The third gown I have in mind made in 2005 for a LARP set in Venice in the early 16th century. It has been featured in Bella's Italian Showcase and, more recently, as part of the Historical Costume Inspiration Festival. Because I made it relatively recently (and had the Internet to consult for design ideas and for obtaining components) it is better designed and much more solidly sewn, but I took so long in the planning stages that it was, in the end, still a last-minute effort. However, it was still more successful than my actual role in the LARP that inspired it.  It appears on the left, directly opposite the "Six Years Before" gown.
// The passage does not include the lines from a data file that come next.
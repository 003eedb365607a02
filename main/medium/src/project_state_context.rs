#![allow(non_snake_case)]
use crate::util::with_string_buffer;
use crate::{ProjectStateContext, ReaperStr, ReaperString, ReaperStringArg};
use once_cell::sync::Lazy;
use reaper_abi_low::{
    copy_to_raw_c_buffer, create_cpp_to_rust_project_state_context,
    create_rust_project_state_context_registry, delete_cpp_project_state_context, raw,
    LifecycleRegistry, ProjectStateContextInterface, RegistryError, RegistryMode,
};
use ref_cast::RefCast;
use std::fmt;
use std::ops::{Deref, DerefMut};
use std::os::raw::{c_char, c_int};
use std::ptr::NonNull;

/// Lines in project files are limited to this length by REAPER.
const MAX_LINE_LENGTH: u32 = 4096;

static CUSTOM_CONTEXTS: Lazy<LifecycleRegistry<ProjectStateContextInterface>> =
    Lazy::new(|| create_rust_project_state_context_registry(RegistryMode::MultiInstance));

/// Owned project state context.
///
/// This project state context automatically destroys the associated C++ `ProjectStateContext` when
/// dropped.
#[derive(Eq, PartialEq, Hash, Debug)]
#[repr(transparent)]
pub struct OwnedProjectStateContext(ProjectStateContext);

impl OwnedProjectStateContext {
    /// Takes ownership of the given context.
    ///
    /// # Safety
    ///
    /// You must guarantee that the given context is currently owner-less, otherwise double-free or
    /// use-after-free can occur.
    pub unsafe fn from_raw(raw: ProjectStateContext) -> Self {
        Self(raw)
    }
}

unsafe impl Send for OwnedProjectStateContext {}

impl Drop for OwnedProjectStateContext {
    fn drop(&mut self) {
        unsafe {
            reaper_abi_low::delete_cpp_project_state_context_via_vtable(self.0);
        }
    }
}

impl AsRef<BorrowedProjectStateContext> for OwnedProjectStateContext {
    fn as_ref(&self) -> &BorrowedProjectStateContext {
        BorrowedProjectStateContext::from_raw(unsafe { self.0.as_ref() })
    }
}

impl AsMut<BorrowedProjectStateContext> for OwnedProjectStateContext {
    fn as_mut(&mut self) -> &mut BorrowedProjectStateContext {
        BorrowedProjectStateContext::from_raw_mut(unsafe { self.0.as_mut() })
    }
}

impl Deref for OwnedProjectStateContext {
    type Target = BorrowedProjectStateContext;

    fn deref(&self) -> &Self::Target {
        self.as_ref()
    }
}

impl DerefMut for OwnedProjectStateContext {
    fn deref_mut(&mut self) -> &mut Self::Target {
        self.as_mut()
    }
}

/// Borrowed (reference-only) project state context.
//
// Case 3: Internals exposed: no | vtable: yes
// ===========================================
#[derive(Debug, RefCast)]
#[repr(transparent)]
pub struct BorrowedProjectStateContext(raw::ProjectStateContext);

impl BorrowedProjectStateContext {
    /// Creates a medium-level representation from the given low-level reference.
    pub fn from_raw(raw: &raw::ProjectStateContext) -> &Self {
        Self::ref_cast(raw)
    }

    /// Creates a mutable medium-level representation from the given low-level reference.
    pub fn from_raw_mut(raw: &mut raw::ProjectStateContext) -> &mut Self {
        Self::ref_cast_mut(raw)
    }

    /// Returns the pointer to this context.
    pub fn as_ptr(&self) -> ProjectStateContext {
        NonNull::from(&self.0)
    }

    /// Writes the given line to this project state.
    ///
    /// The line is taken verbatim, `%` characters are not interpreted as format directives.
    pub fn add_line<'a>(&mut self, line: impl Into<ReaperStringArg<'a>>) {
        let line = line.into();
        unsafe { self.0.AddLine(line.as_ptr()) }
    }

    /// Reads the next line from this project state.
    ///
    /// Returns `None` if there are no lines left.
    pub fn get_line(&mut self) -> Option<ReaperString> {
        let (line, result) = with_string_buffer(MAX_LINE_LENGTH, |buffer, max_size| unsafe {
            self.0.GetLine(buffer, max_size)
        });
        if result != 0 {
            return None;
        }
        Some(line)
    }

    /// Returns the number of bytes written so far.
    pub fn output_size(&mut self) -> u64 {
        self.0.GetOutputSize().max(0) as u64
    }

    /// Returns the temporary flag.
    ///
    /// REAPER sets it e.g. while saving undo states.
    pub fn temp_flag(&mut self) -> i32 {
        self.0.GetTempFlag()
    }

    pub fn set_temp_flag(&mut self, flag: i32) {
        self.0.SetTempFlag(flag);
    }
}

impl AsRef<raw::ProjectStateContext> for BorrowedProjectStateContext {
    fn as_ref(&self) -> &raw::ProjectStateContext {
        &self.0
    }
}

impl AsMut<raw::ProjectStateContext> for BorrowedProjectStateContext {
    fn as_mut(&mut self) -> &mut raw::ProjectStateContext {
        &mut self.0
    }
}

/// Consumers can implement this trait in order to provide own project state context types.
pub trait CustomProjectStateContext {
    /// Receives a line written to this project state.
    ///
    /// Format strings passed by REAPER have already been rendered at this point.
    fn add_line(&mut self, line: &ReaperStr);

    /// Returns the next line or `None` if no lines left.
    ///
    /// Lines longer than the buffer REAPER provides are truncated.
    fn get_line(&mut self) -> Option<&ReaperStr>;

    /// Returns output size written so far.
    fn output_size(&mut self) -> u64 {
        0
    }

    fn temp_flag(&mut self) -> i32 {
        0
    }

    fn set_temp_flag(&mut self, flag: i32) {
        let _ = flag;
    }
}

/// Represents an owned project state context that is backed by a Rust
/// [`CustomProjectStateContext`] trait implementation.
///
/// Dropping it destroys the C++ counterpart.
pub struct CustomOwnedProjectStateContext {
    // Those 2 belong together. `cpp_context` without `rust_context` = crash. Never let them apart!
    cpp_context: NonNull<raw::ProjectStateContext>,
    /// Never read but important to keep in memory.
    #[allow(clippy::redundant_allocation)]
    _rust_context: Box<Box<dyn reaper_abi_low::ProjectStateContext>>,
}

impl fmt::Debug for CustomOwnedProjectStateContext {
    fn fmt(&self, f: &mut fmt::Formatter) -> fmt::Result {
        f.debug_struct("CustomOwnedProjectStateContext")
            .field("cpp_context", &self.cpp_context)
            .finish()
    }
}

impl CustomOwnedProjectStateContext {
    /// Returns the C++ counterpart which can be passed to REAPER.
    pub fn as_ptr(&self) -> ProjectStateContext {
        self.cpp_context
    }
}

impl Drop for CustomOwnedProjectStateContext {
    fn drop(&mut self) {
        unsafe {
            delete_cpp_project_state_context(&CUSTOM_CONTEXTS, self.cpp_context);
        }
    }
}

impl AsRef<BorrowedProjectStateContext> for CustomOwnedProjectStateContext {
    fn as_ref(&self) -> &BorrowedProjectStateContext {
        BorrowedProjectStateContext::from_raw(unsafe { self.cpp_context.as_ref() })
    }
}

impl AsMut<BorrowedProjectStateContext> for CustomOwnedProjectStateContext {
    fn as_mut(&mut self) -> &mut BorrowedProjectStateContext {
        BorrowedProjectStateContext::from_raw_mut(unsafe { self.cpp_context.as_mut() })
    }
}

#[derive(Debug)]
struct ProjectStateContextAdapter<S: CustomProjectStateContext> {
    delegate: S,
}

impl<S: CustomProjectStateContext> ProjectStateContextAdapter<S> {
    pub fn new(delegate: S) -> Self {
        Self { delegate }
    }
}

impl<S: CustomProjectStateContext> reaper_abi_low::ProjectStateContext
    for ProjectStateContextAdapter<S>
{
    fn AddLine(&mut self, line: *const c_char) {
        if line.is_null() {
            return;
        }
        let line = unsafe { ReaperStr::from_ptr(line) };
        self.delegate.add_line(line);
    }

    fn GetLine(&mut self, buf: *mut c_char, buflen: c_int) -> c_int {
        match self.delegate.get_line() {
            None => -1,
            Some(line) => {
                unsafe { copy_to_raw_c_buffer(line.as_c_str().to_bytes(), buf, buflen) };
                0
            }
        }
    }

    fn GetOutputSize(&mut self) -> raw::INT64 {
        self.delegate.output_size() as _
    }

    fn GetTempFlag(&mut self) -> c_int {
        self.delegate.temp_flag()
    }

    fn SetTempFlag(&mut self, flag: c_int) {
        self.delegate.set_temp_flag(flag);
    }
}

/// Creates a REAPER project state context for the given custom Rust implementation and returns it.
///
/// # Errors
///
/// Fails if the C++ counterpart can't be registered.
pub fn create_custom_owned_project_state_context<C: CustomProjectStateContext + 'static>(
    custom_context: C,
) -> Result<CustomOwnedProjectStateContext, RegistryError> {
    let adapter = ProjectStateContextAdapter::new(custom_context);
    // Create the C++ counterpart context (we need to box the Rust side twice in order to obtain
    // a thin pointer for passing it to C++ as callback target).
    let rust_context: Box<Box<dyn reaper_abi_low::ProjectStateContext>> =
        Box::new(Box::new(adapter));
    let cpp_context = unsafe {
        create_cpp_to_rust_project_state_context(&CUSTOM_CONTEXTS, rust_context.as_ref().into())?
    };
    Ok(CustomOwnedProjectStateContext {
        cpp_context,
        _rust_context: rust_context,
    })
}

#[cfg(test)]
mod tests {
    use super::*;
    use std::collections::VecDeque;
    use std::sync::{Arc, Mutex};

    #[derive(Default)]
    struct MemoryContext {
        written: Arc<Mutex<Vec<String>>>,
        to_read: VecDeque<ReaperString>,
        current: Option<ReaperString>,
        temp_flag: i32,
    }

    impl CustomProjectStateContext for MemoryContext {
        fn add_line(&mut self, line: &ReaperStr) {
            self.written.lock().unwrap().push(line.to_str().to_owned());
        }

        fn get_line(&mut self) -> Option<&ReaperStr> {
            self.current = self.to_read.pop_front();
            self.current.as_deref()
        }

        fn output_size(&mut self) -> u64 {
            self.written
                .lock()
                .unwrap()
                .iter()
                .map(|l| l.len() as u64 + 1)
                .sum()
        }

        fn temp_flag(&mut self) -> i32 {
            self.temp_flag
        }

        fn set_temp_flag(&mut self, flag: i32) {
            self.temp_flag = flag;
        }
    }

    #[test]
    fn lines_written_through_reaper_arrive_verbatim() {
        // Given
        let written = Arc::new(Mutex::new(vec![]));
        let mut context = create_custom_owned_project_state_context(MemoryContext {
            written: written.clone(),
            ..Default::default()
        })
        .unwrap();
        let borrowed = context.as_mut();
        // When
        borrowed.add_line("<SOURCE WAVE");
        borrowed.add_line(String::from("VOLPAN 100% %d %s"));
        borrowed.add_line(">");
        // Then
        assert_eq!(
            *written.lock().unwrap(),
            vec!["<SOURCE WAVE", "VOLPAN 100% %d %s", ">"]
        );
        assert_eq!(borrowed.output_size(), 13 + 18 + 2);
    }

    #[test]
    fn lines_read_until_exhausted() {
        // Given
        let mut context = create_custom_owned_project_state_context(MemoryContext {
            to_read: vec![
                ReaperString::from_str_truncating("<SOURCE MIDI"),
                ReaperString::from_str_truncating(">"),
            ]
            .into(),
            ..Default::default()
        })
        .unwrap();
        let borrowed = context.as_mut();
        // When
        let first = borrowed.get_line();
        let second = borrowed.get_line();
        let third = borrowed.get_line();
        // Then
        assert_eq!(first.unwrap().into_string(), "<SOURCE MIDI");
        assert_eq!(second.unwrap().into_string(), ">");
        assert!(third.is_none());
    }

    #[test]
    fn temp_flag_round_trip() {
        let mut context = create_custom_owned_project_state_context(MemoryContext::default())
            .unwrap();
        let borrowed = context.as_mut();
        assert_eq!(borrowed.temp_flag(), 0);
        borrowed.set_temp_flag(1);
        assert_eq!(borrowed.temp_flag(), 1);
    }
}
All of this is a round-about way of asking; would you be interested in having me write up these "anti" dress diary ideas for this blog? I've been thinking of writing these costumes up so long for the Web that I'm not sure that the final result will be as interesting as what's been going on in my head, but it would at least be different from my standard blog fare, and perhaps more interesting. If you have strong feelings either way (about my writing these up, or not doing so) please either comment on this post, or respond to my poll (see the top left margin), or both.

EDIT:  If you read this post this morning, and notice that the last few paragraphs of this post read much differently now, that's because I was making a small typographical correction and lost the original text! The text as it appears now is an attempt to recreate the rough content, of what I originally wrote, but I can't recall the contents well enough to reproduce the exact language. If you have a cached copy of my original post, please paste it in an e-mail and send it to me so I can restore the original language.  Thanks.

*By saying "anti" dress diaries I don't mean to say that I'm against dress diaries! Not at all; I love reading them.  Nor do I mean any disrespect to the costumers who are skilled enough to write dress diaries that show historical details, or function as mini-tutorials; I respect their patience and skill greatly.  I just don't have the patience, or interest, to become one of them.  So I mean my proposed essays to be kind of a parody of the diary concept, applied to my early fumbling efforts at advanced historic costumery. The point of publishing such a parody is to show that it's possible  for even an ignorant person who loves historic costume to achieve something interesting and worthwhile even  having little or no experience, and that reporting about early efforts has merit and can inspire  greater, better efforts.  


  1. I always read dress diaries and cant beleive people make things so difficult for themselves. I've done that blackwork pattern on a shift for myself, but I didn't mess around drawing it on the fabric, I just sewed and it looked fab. ditto houppenlande, I love the circular approach and used it myself, but never messed around making patterns. I think when i do dress diaries people find me frustrating cos i dont show the pattern, and its cos i rarely use one - one of the perks of having no training I suppose!

    1. Hi! Thanks for stopping by.

      I think that the secret behind dress diaries is that just about all the historic costumers have had to teach themselves--since there's no one around who knows "how they really did it" for garments over 100 years old. Some costumers like sewing better, and have better basic skills, than others, that's all! And back when I started sewing, there *were* no historic garment patterns available; all I had were existing general-purpose costuming books, a certain amount of artwork, my minimal sewing knowledge, and common sense. :-) Now, there's a lot more information available to the ordinary costumer, and the Internet makes it more available. Truly, these are (the beginning of) the good old days for historic costuming!

  2. Being the sort of costumer who also spends tons of time on research and often finds oneself fighting the good fight at the last minute, I would value your viewpoint in these matters. :) I would in fact love to read an "anti-dress diary, especially by you. I recently read your article about "Viking" dresses and was very impressed. Thank you!

    1. Hi, Rev! Welcome to my blog. I'm glad you liked my post on The Dreamstress.

      I expect to start writing up the first "anti-dress diary" this weekend and hope to publish by the end of the month.